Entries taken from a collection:
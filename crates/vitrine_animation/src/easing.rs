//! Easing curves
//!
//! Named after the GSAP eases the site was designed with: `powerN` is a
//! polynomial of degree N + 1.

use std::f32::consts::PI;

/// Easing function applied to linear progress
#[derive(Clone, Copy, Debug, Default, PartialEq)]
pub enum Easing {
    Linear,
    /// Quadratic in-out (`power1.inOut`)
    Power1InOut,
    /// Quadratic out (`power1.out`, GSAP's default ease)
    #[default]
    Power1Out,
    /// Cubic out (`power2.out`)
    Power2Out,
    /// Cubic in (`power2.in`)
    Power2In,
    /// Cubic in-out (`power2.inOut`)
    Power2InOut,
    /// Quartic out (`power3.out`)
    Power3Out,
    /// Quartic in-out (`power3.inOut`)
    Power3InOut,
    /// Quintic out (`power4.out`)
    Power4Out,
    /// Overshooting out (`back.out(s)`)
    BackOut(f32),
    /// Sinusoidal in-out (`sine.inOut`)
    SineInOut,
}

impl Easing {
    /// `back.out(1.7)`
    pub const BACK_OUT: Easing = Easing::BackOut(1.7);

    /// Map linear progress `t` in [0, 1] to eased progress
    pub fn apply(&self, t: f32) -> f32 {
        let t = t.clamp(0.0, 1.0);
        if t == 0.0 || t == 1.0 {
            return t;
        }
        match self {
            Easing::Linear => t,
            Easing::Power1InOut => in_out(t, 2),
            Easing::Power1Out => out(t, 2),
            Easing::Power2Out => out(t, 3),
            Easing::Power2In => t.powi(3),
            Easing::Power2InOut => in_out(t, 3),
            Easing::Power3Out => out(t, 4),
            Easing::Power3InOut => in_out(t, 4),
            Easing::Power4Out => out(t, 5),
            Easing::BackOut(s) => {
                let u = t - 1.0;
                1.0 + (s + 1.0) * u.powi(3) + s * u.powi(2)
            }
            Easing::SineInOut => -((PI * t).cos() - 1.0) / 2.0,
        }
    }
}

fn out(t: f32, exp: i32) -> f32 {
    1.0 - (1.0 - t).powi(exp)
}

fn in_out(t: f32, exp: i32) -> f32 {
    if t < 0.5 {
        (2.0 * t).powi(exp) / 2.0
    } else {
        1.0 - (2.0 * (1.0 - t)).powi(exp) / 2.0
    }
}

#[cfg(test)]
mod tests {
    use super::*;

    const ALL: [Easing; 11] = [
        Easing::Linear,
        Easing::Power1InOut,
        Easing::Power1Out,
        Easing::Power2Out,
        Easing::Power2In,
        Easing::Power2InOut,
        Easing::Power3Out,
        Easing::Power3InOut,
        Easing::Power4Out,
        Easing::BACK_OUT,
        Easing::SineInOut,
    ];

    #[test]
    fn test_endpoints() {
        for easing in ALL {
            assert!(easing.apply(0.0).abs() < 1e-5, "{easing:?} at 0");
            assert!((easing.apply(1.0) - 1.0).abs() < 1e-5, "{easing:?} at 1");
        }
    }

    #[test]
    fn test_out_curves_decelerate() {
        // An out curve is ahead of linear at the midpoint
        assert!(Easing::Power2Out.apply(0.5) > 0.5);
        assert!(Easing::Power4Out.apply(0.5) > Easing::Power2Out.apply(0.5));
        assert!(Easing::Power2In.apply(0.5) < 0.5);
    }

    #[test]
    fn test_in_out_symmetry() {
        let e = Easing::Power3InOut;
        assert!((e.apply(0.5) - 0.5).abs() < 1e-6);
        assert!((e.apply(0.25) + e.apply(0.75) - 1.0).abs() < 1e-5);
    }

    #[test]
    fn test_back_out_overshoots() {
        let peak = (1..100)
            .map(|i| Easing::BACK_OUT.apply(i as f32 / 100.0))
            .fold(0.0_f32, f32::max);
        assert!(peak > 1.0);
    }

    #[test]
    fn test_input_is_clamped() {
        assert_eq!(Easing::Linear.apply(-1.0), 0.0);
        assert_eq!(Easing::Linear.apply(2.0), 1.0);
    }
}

---

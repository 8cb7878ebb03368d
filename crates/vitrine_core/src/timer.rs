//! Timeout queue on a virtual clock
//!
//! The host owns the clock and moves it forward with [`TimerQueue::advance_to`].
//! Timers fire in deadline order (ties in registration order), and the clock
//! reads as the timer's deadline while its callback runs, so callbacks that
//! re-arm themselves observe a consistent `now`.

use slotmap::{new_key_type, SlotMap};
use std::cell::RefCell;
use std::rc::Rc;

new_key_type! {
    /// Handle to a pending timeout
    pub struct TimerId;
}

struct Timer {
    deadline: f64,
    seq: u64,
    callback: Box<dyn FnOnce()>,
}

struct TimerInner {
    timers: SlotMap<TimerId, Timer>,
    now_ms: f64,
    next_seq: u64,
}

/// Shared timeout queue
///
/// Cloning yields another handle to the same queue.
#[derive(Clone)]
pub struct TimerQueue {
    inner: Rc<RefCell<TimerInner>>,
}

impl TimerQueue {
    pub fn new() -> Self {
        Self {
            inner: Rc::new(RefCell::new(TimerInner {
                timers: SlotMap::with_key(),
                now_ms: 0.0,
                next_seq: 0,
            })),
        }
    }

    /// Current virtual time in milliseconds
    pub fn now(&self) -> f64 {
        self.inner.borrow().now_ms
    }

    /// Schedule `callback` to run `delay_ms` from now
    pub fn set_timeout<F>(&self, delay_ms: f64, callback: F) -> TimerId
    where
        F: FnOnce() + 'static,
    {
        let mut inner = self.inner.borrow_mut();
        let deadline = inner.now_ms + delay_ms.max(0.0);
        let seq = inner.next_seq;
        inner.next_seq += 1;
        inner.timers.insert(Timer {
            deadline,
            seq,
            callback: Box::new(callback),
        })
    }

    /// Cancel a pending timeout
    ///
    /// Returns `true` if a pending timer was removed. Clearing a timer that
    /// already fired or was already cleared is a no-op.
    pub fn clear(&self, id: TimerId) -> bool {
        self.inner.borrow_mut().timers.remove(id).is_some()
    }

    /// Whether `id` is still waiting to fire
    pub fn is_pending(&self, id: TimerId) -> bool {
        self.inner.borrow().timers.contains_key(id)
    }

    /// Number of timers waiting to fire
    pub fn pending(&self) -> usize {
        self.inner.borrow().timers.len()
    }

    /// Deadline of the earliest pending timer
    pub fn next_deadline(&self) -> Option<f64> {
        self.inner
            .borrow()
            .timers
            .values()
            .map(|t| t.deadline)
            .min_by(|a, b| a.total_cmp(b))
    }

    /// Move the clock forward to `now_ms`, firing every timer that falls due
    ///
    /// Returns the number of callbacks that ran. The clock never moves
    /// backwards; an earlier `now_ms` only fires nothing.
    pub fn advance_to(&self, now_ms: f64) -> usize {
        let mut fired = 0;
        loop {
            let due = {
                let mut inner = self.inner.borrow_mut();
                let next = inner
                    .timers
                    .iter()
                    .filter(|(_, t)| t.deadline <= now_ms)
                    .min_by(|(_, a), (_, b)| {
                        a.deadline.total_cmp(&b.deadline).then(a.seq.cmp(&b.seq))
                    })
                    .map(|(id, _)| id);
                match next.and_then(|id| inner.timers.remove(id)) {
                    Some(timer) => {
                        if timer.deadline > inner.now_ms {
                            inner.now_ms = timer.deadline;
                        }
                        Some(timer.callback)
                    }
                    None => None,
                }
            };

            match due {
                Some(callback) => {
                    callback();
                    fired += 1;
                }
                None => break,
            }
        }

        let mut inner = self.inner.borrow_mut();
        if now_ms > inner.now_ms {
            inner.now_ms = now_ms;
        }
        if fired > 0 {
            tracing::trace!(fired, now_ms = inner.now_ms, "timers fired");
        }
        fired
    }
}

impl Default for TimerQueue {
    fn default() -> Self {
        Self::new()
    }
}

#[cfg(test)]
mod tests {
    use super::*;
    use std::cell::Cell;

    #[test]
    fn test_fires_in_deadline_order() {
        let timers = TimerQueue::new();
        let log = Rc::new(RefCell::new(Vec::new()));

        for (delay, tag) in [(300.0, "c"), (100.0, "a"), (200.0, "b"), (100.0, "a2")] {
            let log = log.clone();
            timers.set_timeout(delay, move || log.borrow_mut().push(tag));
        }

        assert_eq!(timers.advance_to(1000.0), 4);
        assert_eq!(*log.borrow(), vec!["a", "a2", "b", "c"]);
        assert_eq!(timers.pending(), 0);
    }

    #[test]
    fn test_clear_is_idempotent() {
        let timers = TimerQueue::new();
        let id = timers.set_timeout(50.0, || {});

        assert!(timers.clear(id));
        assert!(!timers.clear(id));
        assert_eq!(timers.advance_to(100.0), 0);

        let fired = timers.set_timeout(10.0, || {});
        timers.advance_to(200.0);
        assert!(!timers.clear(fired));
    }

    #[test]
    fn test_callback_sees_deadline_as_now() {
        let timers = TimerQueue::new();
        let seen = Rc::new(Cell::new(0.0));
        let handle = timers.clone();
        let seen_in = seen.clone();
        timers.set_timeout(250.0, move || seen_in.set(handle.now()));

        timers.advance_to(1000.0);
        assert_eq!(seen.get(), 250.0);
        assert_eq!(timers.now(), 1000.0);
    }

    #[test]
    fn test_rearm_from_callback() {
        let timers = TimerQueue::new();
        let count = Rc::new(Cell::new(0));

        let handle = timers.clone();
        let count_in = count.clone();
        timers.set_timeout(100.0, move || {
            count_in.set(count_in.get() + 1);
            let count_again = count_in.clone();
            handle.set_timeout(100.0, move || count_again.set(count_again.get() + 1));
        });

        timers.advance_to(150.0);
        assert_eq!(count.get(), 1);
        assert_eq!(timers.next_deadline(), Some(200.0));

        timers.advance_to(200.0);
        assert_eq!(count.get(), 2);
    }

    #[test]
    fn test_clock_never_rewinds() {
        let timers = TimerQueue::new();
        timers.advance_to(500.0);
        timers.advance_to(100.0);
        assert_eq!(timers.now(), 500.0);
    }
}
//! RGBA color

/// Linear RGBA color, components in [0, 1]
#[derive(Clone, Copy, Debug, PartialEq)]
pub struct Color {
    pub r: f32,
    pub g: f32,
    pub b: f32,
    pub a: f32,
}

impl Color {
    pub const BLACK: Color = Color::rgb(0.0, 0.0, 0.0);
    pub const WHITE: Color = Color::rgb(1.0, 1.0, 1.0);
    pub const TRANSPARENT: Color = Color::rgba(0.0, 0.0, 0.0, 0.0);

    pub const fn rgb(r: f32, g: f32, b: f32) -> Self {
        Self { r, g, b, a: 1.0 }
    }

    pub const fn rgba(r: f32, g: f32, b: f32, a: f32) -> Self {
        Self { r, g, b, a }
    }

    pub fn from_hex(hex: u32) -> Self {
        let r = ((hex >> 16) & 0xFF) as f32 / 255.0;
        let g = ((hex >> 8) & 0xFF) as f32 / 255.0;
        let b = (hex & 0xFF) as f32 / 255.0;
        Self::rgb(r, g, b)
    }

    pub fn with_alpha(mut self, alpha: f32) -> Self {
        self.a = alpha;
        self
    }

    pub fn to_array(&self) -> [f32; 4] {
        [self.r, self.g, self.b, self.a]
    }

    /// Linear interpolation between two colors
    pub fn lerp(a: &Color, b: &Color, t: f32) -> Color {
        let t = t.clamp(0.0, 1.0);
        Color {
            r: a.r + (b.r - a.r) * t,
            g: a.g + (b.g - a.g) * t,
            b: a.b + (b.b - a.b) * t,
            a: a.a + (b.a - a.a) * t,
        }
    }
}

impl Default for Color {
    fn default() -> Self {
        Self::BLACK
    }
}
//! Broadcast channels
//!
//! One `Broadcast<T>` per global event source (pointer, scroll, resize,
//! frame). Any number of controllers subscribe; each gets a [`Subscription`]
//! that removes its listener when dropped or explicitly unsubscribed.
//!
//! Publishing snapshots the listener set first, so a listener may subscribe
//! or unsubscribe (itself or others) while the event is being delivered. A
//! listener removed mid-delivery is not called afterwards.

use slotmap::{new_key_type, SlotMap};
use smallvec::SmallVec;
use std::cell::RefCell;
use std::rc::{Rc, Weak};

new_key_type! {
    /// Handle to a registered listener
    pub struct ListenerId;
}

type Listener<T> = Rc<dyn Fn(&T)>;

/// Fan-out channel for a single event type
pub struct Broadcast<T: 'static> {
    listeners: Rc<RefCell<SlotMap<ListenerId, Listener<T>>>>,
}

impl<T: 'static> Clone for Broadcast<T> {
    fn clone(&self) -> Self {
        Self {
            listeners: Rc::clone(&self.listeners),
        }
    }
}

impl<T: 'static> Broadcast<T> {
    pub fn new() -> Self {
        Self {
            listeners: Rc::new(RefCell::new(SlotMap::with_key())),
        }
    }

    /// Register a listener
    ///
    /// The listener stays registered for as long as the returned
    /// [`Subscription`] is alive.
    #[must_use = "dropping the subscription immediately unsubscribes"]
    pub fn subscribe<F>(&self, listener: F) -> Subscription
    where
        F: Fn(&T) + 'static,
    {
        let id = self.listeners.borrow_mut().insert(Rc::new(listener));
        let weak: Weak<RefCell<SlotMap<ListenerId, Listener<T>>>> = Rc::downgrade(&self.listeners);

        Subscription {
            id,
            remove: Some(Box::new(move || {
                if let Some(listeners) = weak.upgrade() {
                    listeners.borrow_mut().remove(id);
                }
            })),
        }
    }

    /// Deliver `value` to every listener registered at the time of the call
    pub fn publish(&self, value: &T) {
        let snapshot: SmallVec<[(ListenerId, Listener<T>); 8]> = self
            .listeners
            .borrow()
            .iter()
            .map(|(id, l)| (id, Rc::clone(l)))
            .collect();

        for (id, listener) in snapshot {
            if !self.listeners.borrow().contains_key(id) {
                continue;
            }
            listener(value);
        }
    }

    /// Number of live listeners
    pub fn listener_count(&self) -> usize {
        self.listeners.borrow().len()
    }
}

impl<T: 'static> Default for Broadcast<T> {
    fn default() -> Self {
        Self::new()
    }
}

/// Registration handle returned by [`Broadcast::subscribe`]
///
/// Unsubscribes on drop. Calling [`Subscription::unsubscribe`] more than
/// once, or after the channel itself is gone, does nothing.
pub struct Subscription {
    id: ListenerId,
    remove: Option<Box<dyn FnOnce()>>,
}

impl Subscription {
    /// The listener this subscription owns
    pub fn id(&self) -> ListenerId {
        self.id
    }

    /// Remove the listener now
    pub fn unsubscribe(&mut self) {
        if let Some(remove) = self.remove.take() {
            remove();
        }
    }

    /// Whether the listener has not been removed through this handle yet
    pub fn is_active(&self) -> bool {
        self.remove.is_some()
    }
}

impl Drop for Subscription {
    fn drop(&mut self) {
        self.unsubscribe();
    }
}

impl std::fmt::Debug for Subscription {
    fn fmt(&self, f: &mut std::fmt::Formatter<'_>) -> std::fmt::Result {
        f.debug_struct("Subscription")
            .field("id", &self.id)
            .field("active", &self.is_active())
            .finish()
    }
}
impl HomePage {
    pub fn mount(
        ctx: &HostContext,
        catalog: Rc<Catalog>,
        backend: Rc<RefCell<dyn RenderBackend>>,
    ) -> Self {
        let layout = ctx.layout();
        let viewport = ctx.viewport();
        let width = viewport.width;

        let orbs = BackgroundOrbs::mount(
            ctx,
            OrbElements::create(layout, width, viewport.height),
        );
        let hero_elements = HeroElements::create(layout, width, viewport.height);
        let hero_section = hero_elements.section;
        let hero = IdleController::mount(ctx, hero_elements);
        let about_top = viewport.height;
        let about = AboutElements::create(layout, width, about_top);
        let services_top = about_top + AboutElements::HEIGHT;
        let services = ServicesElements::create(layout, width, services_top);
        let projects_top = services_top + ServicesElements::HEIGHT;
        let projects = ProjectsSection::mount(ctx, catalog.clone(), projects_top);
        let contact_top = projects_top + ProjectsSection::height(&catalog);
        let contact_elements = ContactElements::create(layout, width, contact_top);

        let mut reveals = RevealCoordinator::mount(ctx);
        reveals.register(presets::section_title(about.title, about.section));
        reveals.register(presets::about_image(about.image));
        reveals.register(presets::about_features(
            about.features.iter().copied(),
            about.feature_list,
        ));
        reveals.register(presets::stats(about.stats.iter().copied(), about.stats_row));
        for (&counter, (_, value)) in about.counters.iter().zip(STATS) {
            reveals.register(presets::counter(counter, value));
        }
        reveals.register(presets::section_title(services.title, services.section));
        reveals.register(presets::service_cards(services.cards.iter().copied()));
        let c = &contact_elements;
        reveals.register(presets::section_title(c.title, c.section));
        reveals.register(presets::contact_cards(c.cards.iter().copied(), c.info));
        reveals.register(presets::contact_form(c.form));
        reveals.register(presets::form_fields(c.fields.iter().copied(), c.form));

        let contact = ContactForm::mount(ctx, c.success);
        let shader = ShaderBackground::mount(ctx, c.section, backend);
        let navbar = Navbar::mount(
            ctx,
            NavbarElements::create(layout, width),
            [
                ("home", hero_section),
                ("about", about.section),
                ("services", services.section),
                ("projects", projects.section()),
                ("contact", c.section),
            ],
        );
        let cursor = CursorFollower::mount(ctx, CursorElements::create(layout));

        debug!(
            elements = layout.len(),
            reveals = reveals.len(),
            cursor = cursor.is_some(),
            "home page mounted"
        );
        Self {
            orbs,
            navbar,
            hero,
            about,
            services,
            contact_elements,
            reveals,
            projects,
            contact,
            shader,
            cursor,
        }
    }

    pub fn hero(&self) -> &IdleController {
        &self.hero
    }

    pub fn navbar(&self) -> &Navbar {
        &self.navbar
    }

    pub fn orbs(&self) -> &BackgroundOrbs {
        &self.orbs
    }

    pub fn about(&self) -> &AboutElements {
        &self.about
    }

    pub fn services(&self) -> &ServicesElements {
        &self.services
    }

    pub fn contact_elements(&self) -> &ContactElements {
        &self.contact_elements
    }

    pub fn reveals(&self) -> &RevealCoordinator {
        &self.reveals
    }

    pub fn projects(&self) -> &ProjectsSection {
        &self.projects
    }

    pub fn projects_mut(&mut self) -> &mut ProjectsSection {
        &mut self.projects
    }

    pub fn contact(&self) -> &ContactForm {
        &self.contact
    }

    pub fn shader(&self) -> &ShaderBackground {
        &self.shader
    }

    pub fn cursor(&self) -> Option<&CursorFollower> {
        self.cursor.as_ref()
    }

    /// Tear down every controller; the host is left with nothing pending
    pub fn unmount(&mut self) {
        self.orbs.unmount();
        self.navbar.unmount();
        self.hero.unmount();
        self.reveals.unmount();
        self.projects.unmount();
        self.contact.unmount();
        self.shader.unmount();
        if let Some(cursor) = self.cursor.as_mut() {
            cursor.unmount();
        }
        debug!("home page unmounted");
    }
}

◆ Work task: For the word "fired", show every line of the entries that holds it.

◆ Finished exercise:
    /// already fired or was already cleared is a no-op.
        let mut fired = 0;
                    fired += 1;
        if fired > 0 {
            tracing::trace!(fired, now_ms = inner.now_ms, "timers fired");
        fired
        let fired = timers.set_timeout(10.0, || {});
        assert!(!timers.clear(fired));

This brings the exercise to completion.